▶ _Records from a collection_
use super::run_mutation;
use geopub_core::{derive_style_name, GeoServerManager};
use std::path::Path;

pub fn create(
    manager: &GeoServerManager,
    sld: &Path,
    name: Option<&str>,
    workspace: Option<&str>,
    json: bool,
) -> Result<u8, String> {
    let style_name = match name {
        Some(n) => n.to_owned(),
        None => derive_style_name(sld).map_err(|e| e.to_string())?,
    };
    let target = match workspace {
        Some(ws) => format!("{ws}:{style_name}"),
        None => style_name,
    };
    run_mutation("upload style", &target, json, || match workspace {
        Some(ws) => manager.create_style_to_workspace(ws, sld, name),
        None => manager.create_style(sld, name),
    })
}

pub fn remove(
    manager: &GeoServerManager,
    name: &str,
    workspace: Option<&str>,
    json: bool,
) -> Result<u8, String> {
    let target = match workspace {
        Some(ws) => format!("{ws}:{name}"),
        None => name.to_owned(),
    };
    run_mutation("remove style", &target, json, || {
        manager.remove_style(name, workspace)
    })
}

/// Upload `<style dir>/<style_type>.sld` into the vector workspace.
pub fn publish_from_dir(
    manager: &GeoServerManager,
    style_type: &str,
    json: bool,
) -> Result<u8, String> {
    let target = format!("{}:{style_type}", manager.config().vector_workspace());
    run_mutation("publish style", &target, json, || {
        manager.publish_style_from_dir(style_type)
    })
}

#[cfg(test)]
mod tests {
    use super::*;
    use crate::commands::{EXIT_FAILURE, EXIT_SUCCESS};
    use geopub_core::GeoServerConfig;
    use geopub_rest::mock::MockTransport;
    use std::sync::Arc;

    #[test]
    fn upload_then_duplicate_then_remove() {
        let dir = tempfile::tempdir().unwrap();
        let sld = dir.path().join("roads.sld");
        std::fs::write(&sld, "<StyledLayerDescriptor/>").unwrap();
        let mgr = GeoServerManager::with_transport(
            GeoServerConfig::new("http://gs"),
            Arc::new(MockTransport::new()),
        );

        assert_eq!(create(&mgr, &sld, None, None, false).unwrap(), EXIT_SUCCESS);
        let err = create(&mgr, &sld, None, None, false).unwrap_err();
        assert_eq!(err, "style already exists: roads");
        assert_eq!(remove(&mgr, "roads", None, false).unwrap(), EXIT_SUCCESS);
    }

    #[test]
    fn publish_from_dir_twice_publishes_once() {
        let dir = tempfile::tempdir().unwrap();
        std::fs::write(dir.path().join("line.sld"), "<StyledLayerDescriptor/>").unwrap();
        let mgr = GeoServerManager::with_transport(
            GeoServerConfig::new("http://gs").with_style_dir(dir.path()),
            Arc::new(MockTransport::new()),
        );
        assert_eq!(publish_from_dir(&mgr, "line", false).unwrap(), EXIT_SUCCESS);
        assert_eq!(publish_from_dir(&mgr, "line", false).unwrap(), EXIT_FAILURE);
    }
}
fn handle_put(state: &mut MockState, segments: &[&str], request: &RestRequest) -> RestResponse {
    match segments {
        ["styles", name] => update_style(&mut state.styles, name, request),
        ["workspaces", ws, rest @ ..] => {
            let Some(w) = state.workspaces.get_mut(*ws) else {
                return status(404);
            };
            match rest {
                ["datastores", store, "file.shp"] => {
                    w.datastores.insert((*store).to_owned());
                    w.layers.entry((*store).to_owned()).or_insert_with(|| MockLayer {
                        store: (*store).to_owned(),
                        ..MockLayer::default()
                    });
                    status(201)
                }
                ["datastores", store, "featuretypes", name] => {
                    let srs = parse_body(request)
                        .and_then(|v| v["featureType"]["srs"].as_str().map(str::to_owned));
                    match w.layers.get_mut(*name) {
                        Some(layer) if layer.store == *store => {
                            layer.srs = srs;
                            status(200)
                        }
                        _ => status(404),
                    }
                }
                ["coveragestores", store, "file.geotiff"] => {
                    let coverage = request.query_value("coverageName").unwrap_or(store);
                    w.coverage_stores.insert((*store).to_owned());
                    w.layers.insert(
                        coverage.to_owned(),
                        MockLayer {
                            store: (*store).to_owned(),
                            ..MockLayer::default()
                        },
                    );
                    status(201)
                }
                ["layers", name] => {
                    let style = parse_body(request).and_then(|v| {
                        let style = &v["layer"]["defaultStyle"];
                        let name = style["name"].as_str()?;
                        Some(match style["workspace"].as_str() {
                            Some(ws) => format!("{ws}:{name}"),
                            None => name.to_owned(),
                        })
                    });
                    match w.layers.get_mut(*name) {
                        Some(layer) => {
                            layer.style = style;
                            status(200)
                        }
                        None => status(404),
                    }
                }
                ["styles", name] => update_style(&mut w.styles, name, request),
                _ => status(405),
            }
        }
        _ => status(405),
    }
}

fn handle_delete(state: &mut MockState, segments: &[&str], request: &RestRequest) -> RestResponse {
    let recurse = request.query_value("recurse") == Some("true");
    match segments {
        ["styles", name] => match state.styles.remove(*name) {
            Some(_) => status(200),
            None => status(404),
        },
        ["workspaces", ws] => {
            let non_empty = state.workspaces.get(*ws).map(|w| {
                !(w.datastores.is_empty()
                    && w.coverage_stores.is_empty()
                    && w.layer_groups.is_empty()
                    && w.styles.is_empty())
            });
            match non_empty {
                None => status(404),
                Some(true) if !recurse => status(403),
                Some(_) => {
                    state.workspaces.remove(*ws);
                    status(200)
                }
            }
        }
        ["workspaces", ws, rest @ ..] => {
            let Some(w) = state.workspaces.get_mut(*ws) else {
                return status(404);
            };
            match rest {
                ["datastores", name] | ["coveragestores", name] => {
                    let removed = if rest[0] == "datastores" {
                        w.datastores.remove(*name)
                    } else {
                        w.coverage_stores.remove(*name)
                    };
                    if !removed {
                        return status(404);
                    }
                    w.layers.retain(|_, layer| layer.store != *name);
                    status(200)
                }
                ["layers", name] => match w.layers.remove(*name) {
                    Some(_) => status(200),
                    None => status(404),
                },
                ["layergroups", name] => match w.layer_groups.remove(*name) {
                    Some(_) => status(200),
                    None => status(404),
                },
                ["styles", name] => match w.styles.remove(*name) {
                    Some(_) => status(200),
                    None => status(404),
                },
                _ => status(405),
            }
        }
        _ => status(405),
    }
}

▶ _GOAL OF THE EXERCISE_
Supply the count of lines in the entries that contain the word "format", and nothing besides.

▶ _SOLUTION TO THE PROBLEM_
4